== Segment start ==

//! HTML templating for the landing, library and watch pages

use crate::navigation::watch_address;
use crate::player::{EmbedArea, NavControls, PlayerPage};
use crate::view::{CatalogRender, CatalogView, CategoryControl, VideoCard};

/// Escape text for use in element content and quoted attributes
pub fn escape(text: &str) -> String {
    let mut out = String::with_capacity(text.len());
    for c in text.chars() {
        match c {
            '&' => out.push_str("&amp;"),
            '<' => out.push_str("&lt;"),
            '>' => out.push_str("&gt;"),
            '"' => out.push_str("&quot;"),
            '\'' => out.push_str("&#39;"),
            _ => out.push(c),
        }
    }
    out
}

/// Addresses the pages link to
#[derive(Debug, Clone)]
pub struct PageLinks {
    pub home_page: String,
    pub catalog_page: String,
    pub player_page: String,
}

impl PageLinks {
    pub fn from_config(config: &crate::config::Config) -> Self {
        Self {
            home_page: config.catalog.home_page.clone(),
            catalog_page: config.catalog.catalog_page.clone(),
            player_page: config.catalog.player_page.clone(),
        }
    }
}

fn document(title: &str, body: &str) -> String {
    format!(
        "<!DOCTYPE html>\n<html lang=\"en\">\n<head>\n\
         <meta charset=\"utf-8\">\n\
         <meta name=\"viewport\" content=\"width=device-width, initial-scale=1\">\n\
         <title>{}</title>\n\
         <link rel=\"stylesheet\" href=\"styles.css\">\n\
         </head>\n<body>\n{}</body>\n</html>\n",
        escape(title),
        body
    )
}

fn category_filter(control: &CategoryControl, links: &PageLinks) -> String {
    let class = if control.active {
        "category-filter active"
    } else {
        "category-filter"
    };
    let href = url::form_urlencoded::Serializer::new(String::new())
        .append_pair("category", &control.category)
        .finish();
    format!(
        "<a class=\"{}\" data-category=\"{}\" href=\"{}?{}\">{}</a>\n",
        class,
        escape(&control.category),
        escape(&links.catalog_page),
        escape(&href),
        escape(&control.category)
    )
}

fn video_card(card: &VideoCard) -> String {
    format!(
        "<a class=\"video-card\" data-video-id=\"{id}\" href=\"{href}\">\n\
         <div class=\"video-card-thumbnail\">\n\
         <img src=\"{thumb}\" alt=\"{title}\" loading=\"lazy\">\n\
         <div class=\"video-card-play-button\">▶</div>\n\
         <div class=\"video-card-duration\">{duration}</div>\n\
         </div>\n\
         <div class=\"video-card-content\">\n\
         <h3 class=\"video-card-title\">{title}</h3>\n\
         <p class=\"video-card-description\">{description}</p>\n\
         <span class=\"video-card-category\">{category}</span>\n\
         </div>\n\
         </a>\n",
        id = escape(&card.id),
        href = escape(&card.href),
        thumb = escape(&card.thumbnail),
        title = escape(&card.title),
        duration = escape(&card.duration),
        description = escape(&card.description),
        category = escape(&card.category),
    )
}

/// Contents of the card grid for the current view state
pub fn render_grid(render: &CatalogRender, retry_address: &str) -> String {
    match render {
        CatalogRender::Cards { cards } => cards.iter().map(video_card).collect(),
        CatalogRender::NoResults { message } => format!(
            "<div class=\"no-videos\">\n<p>{}</p>\n</div>\n",
            escape(message)
        ),
        CatalogRender::Error { message } => format!(
            "<div class=\"error-message\">\n\
             <div class=\"error-icon\">⚠</div>\n\
             <p>{}</p>\n\
             <a class=\"retry-button\" href=\"{}\">Retry</a>\n\
             </div>\n",
            escape(message),
            escape(retry_address)
        ),
    }
}

/// Full library page. `retry_address` is the address of this very page.
pub fn render_library_page(view: &CatalogView, links: &PageLinks, retry_address: &str) -> String {
    let mut body = String::new();
    body.push_str("<main class=\"library\">\n<h1>Video Library</h1>\n");

    if !view.is_failed() {
        body.push_str("<nav class=\"category-filters\">\n");
        for control in view.category_controls() {
            body.push_str(&category_filter(&control, links));
        }
        body.push_str("</nav>\n");
    }

    body.push_str(&format!(
        "<div class=\"videos-grid\" id=\"videosGrid\">\n{}</div>\n</main>\n",
        render_grid(&view.render(), retry_address)
    ));

    document("Video Library - TeamUp", &body)
}

fn embed_area(area: &EmbedArea) -> String {
    match area {
        EmbedArea::Empty => String::new(),
        EmbedArea::Loading => "<div class=\"video-placeholder\">\n\
             <div class=\"placeholder-content\">\n\
             <div class=\"loading-spinner\"></div>\n\
             <p>Loading video...</p>\n\
             </div>\n</div>\n"
            .to_string(),
        EmbedArea::Frame(frame) => format!(
            "<iframe src=\"{}\" width=\"{}\" height=\"{}\" frameborder=\"0\" allow=\"{}\"{}></iframe>\n",
            escape(&frame.src),
            escape(&frame.width),
            escape(&frame.height),
            escape(&frame.allow),
            if frame.allow_fullscreen { " allowfullscreen" } else { "" }
        ),
        EmbedArea::Error {
            message,
            return_address,
        } => format!(
            "<div class=\"error-content\">\n\
             <div class=\"error-icon\">⚠</div>\n\
             <p class=\"error-text\">{}</p>\n\
             <a class=\"retry-button\" href=\"{}\">Back to Library</a>\n\
             </div>\n",
            escape(message),
            escape(return_address)
        ),
    }
}

fn nav_button(id: &str, label: &str, target: Option<String>) -> String {
    match target {
        Some(href) => format!(
            "<a class=\"nav-button\" id=\"{}\" href=\"{}\">{}</a>\n",
            id,
            escape(&href),
            label
        ),
        None => format!(
            "<button class=\"nav-button\" id=\"{}\" disabled>{}</button>\n",
            id, label
        ),
    }
}

/// Full watch page from a drawn [`PlayerPage`]
///
/// `neighbours` are the ids before and after the current video, used as link
/// targets for the enabled navigation controls.
pub fn render_watch_page(
    page: &PlayerPage,
    links: &PageLinks,
    neighbours: (Option<&str>, Option<&str>),
) -> String {
    let NavControls {
        previous_enabled,
        next_enabled,
    } = page.navigation;
    let previous = neighbours
        .0
        .filter(|_| previous_enabled)
        .map(|id| watch_address(&links.player_page, id));
    let next = neighbours
        .1
        .filter(|_| next_enabled)
        .map(|id| watch_address(&links.player_page, id));

    let body = format!(
        "<main class=\"watch\">\n\
         <a class=\"back-link\" href=\"{}\">← Library</a>\n\
         <div class=\"video-wrapper\">\n{}</div>\n\
         <h1 id=\"videoTitle\">{}</h1>\n\
         <p id=\"videoDescription\">{}</p>\n\
         <div class=\"video-navigation\">\n{}{}</div>\n\
         </main>\n",
        escape(&links.catalog_page),
        embed_area(&page.embed),
        escape(&page.title),
        escape(&page.description),
        nav_button("prevButton", "← Previous", previous),
        nav_button("nextButton", "Next →", next),
    );

    document(&page.page_title, &body)
}

/// Landing page with the featured video
///
/// A failed mount offers "Retry", a reload of the landing page itself.
pub fn render_home_page(page: &PlayerPage, links: &PageLinks) -> String {
    let player = match &page.embed {
        EmbedArea::Error { message, .. } => format!(
            "<div class=\"video-placeholder\">\n\
             <div class=\"error-content\">\n\
             <div class=\"error-icon\">⚠</div>\n\
             <p class=\"error-text\">{}</p>\n\
             <a class=\"retry-button\" href=\"{}\">Retry</a>\n\
             </div>\n</div>\n",
            escape(message),
            escape(&links.home_page)
        ),
        area => embed_area(area),
    };

    let body = format!(
        "<main class=\"home\">\n\
         <section class=\"hero\">\n\
         <h1>{}</h1>\n\
         <div class=\"video-wrapper\">\n{}</div>\n\
         <a class=\"cta-button\" href=\"{}\">Browse the Video Library</a>\n\
         </section>\n\
         </main>\n",
        escape(&page.title),
        player,
        escape(&links.catalog_page),
    );

    document(&page.page_title, &body)
}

== Segment end ==

**Problem requirements**
Copy every record precisely, omitting nothing.

**Response box**
//! HTML templating for the landing, library and watch pages

use crate::navigation::watch_address;
use crate::player::{EmbedArea, NavControls, PlayerPage};
use crate::view::{CatalogRender, CatalogView, CategoryControl, VideoCard};

/// Escape text for use in element content and quoted attributes
pub fn escape(text: &str) -> String {
    let mut out = String::with_capacity(text.len());
    for c in text.chars() {
        match c {
            '&' => out.push_str("&amp;"),
            '<' => out.push_str("&lt;"),
            '>' => out.push_str("&gt;"),
            '"' => out.push_str("&quot;"),
            '\'' => out.push_str("&#39;"),
            _ => out.push(c),
        }
    }
    out
}

/// Addresses the pages link to
#[derive(Debug, Clone)]
pub struct PageLinks {
    pub home_page: String,
    pub catalog_page: String,
    pub player_page: String,
}

impl PageLinks {
    pub fn from_config(config: &crate::config::Config) -> Self {
        Self {
            home_page: config.catalog.home_page.clone(),
            catalog_page: config.catalog.catalog_page.clone(),
            player_page: config.catalog.player_page.clone(),
        }
    }
}

fn document(title: &str, body: &str) -> String {
    format!(
        "<!DOCTYPE html>\n<html lang=\"en\">\n<head>\n\
         <meta charset=\"utf-8\">\n\
         <meta name=\"viewport\" content=\"width=device-width, initial-scale=1\">\n\
         <title>{}</title>\n\
         <link rel=\"stylesheet\" href=\"styles.css\">\n\
         </head>\n<body>\n{}</body>\n</html>\n",
        escape(title),
        body
    )
}

fn category_filter(control: &CategoryControl, links: &PageLinks) -> String {
    let class = if control.active {
        "category-filter active"
    } else {
        "category-filter"
    };
    let href = url::form_urlencoded::Serializer::new(String::new())
        .append_pair("category", &control.category)
        .finish();
    format!(
        "<a class=\"{}\" data-category=\"{}\" href=\"{}?{}\">{}</a>\n",
        class,
        escape(&control.category),
        escape(&links.catalog_page),
        escape(&href),
        escape(&control.category)
    )
}

fn video_card(card: &VideoCard) -> String {
    format!(
        "<a class=\"video-card\" data-video-id=\"{id}\" href=\"{href}\">\n\
         <div class=\"video-card-thumbnail\">\n\
         <img src=\"{thumb}\" alt=\"{title}\" loading=\"lazy\">\n\
         <div class=\"video-card-play-button\">▶</div>\n\
         <div class=\"video-card-duration\">{duration}</div>\n\
         </div>\n\
         <div class=\"video-card-content\">\n\
         <h3 class=\"video-card-title\">{title}</h3>\n\
         <p class=\"video-card-description\">{description}</p>\n\
         <span class=\"video-card-category\">{category}</span>\n\
         </div>\n\
         </a>\n",
        id = escape(&card.id),
        href = escape(&card.href),
        thumb = escape(&card.thumbnail),
        title = escape(&card.title),
        duration = escape(&card.duration),
        description = escape(&card.description),
        category = escape(&card.category),
    )
}

/// Contents of the card grid for the current view state
pub fn render_grid(render: &CatalogRender, retry_address: &str) -> String {
    match render {
        CatalogRender::Cards { cards } => cards.iter().map(video_card).collect(),
        CatalogRender::NoResults { message } => format!(
            "<div class=\"no-videos\">\n<p>{}</p>\n</div>\n",
            escape(message)
        ),
        CatalogRender::Error { message } => format!(
            "<div class=\"error-message\">\n\
             <div class=\"error-icon\">⚠</div>\n\
             <p>{}</p>\n\
             <a class=\"retry-button\" href=\"{}\">Retry</a>\n\
             </div>\n",
            escape(message),
            escape(retry_address)
        ),
    }
}

/// Full library page. `retry_address` is the address of this very page.
pub fn render_library_page(view: &CatalogView, links: &PageLinks, retry_address: &str) -> String {
    let mut body = String::new();
    body.push_str("<main class=\"library\">\n<h1>Video Library</h1>\n");

    if !view.is_failed() {
        body.push_str("<nav class=\"category-filters\">\n");
        for control in view.category_controls() {
            body.push_str(&category_filter(&control, links));
        }
        body.push_str("</nav>\n");
    }

    body.push_str(&format!(
        "<div class=\"videos-grid\" id=\"videosGrid\">\n{}</div>\n</main>\n",
        render_grid(&view.render(), retry_address)
    ));

    document("Video Library - TeamUp", &body)
}

fn embed_area(area: &EmbedArea) -> String {
    match area {
        EmbedArea::Empty => String::new(),
        EmbedArea::Loading => "<div class=\"video-placeholder\">\n\
             <div class=\"placeholder-content\">\n\
             <div class=\"loading-spinner\"></div>\n\
             <p>Loading video...</p>\n\
             </div>\n</div>\n"
            .to_string(),
        EmbedArea::Frame(frame) => format!(
            "<iframe src=\"{}\" width=\"{}\" height=\"{}\" frameborder=\"0\" allow=\"{}\"{}></iframe>\n",
            escape(&frame.src),
            escape(&frame.width),
            escape(&frame.height),
            escape(&frame.allow),
            if frame.allow_fullscreen { " allowfullscreen" } else { "" }
        ),
        EmbedArea::Error {
            message,
            return_address,
        } => format!(
            "<div class=\"error-content\">\n\
             <div class=\"error-icon\">⚠</div>\n\
             <p class=\"error-text\">{}</p>\n\
             <a class=\"retry-button\" href=\"{}\">Back to Library</a>\n\
             </div>\n",
            escape(message),
            escape(return_address)
        ),
    }
}

fn nav_button(id: &str, label: &str, target: Option<String>) -> String {
    match target {
        Some(href) => format!(
            "<a class=\"nav-button\" id=\"{}\" href=\"{}\">{}</a>\n",
            id,
            escape(&href),
            label
        ),
        None => format!(
            "<button class=\"nav-button\" id=\"{}\" disabled>{}</button>\n",
            id, label
        ),
    }
}

/// Full watch page from a drawn [`PlayerPage`]
///
/// `neighbours` are the ids before and after the current video, used as link
/// targets for the enabled navigation controls.
pub fn render_watch_page(
    page: &PlayerPage,
    links: &PageLinks,
    neighbours: (Option<&str>, Option<&str>),
) -> String {
    let NavControls {
        previous_enabled,
        next_enabled,
    } = page.navigation;
    let previous = neighbours
        .0
        .filter(|_| previous_enabled)
        .map(|id| watch_address(&links.player_page, id));
    let next = neighbours
        .1
        .filter(|_| next_enabled)
        .map(|id| watch_address(&links.player_page, id));

    let body = format!(
        "<main class=\"watch\">\n\
         <a class=\"back-link\" href=\"{}\">← Library</a>\n\
         <div class=\"video-wrapper\">\n{}</div>\n\
         <h1 id=\"videoTitle\">{}</h1>\n\
         <p id=\"videoDescription\">{}</p>\n\
         <div class=\"video-navigation\">\n{}{}</div>\n\
         </main>\n",
        escape(&links.catalog_page),
        embed_area(&page.embed),
        escape(&page.title),
        escape(&page.description),
        nav_button("prevButton", "← Previous", previous),
        nav_button("nextButton", "Next →", next),
    );

    document(&page.page_title, &body)
}

/// Landing page with the featured video
///
/// A failed mount offers "Retry", a reload of the landing page itself.
pub fn render_home_page(page: &PlayerPage, links: &PageLinks) -> String {
    let player = match &page.embed {
        EmbedArea::Error { message, .. } => format!(
            "<div class=\"video-placeholder\">\n\
             <div class=\"error-content\">\n\
             <div class=\"error-icon\">⚠</div>\n\
             <p class=\"error-text\">{}</p>\n\
             <a class=\"retry-button\" href=\"{}\">Retry</a>\n\
             </div>\n</div>\n",
            escape(message),
            escape(&links.home_page)
        ),
        area => embed_area(area),
    };

    let body = format!(
        "<main class=\"home\">\n\
         <section class=\"hero\">\n\
         <h1>{}</h1>\n\
         <div class=\"video-wrapper\">\n{}</div>\n\
         <a class=\"cta-button\" href=\"{}\">Browse the Video Library</a>\n\
         </section>\n\
         </main>\n",
        escape(&page.title),
        player,
        escape(&links.catalog_page),
    );

    document(&page.page_title, &body)
}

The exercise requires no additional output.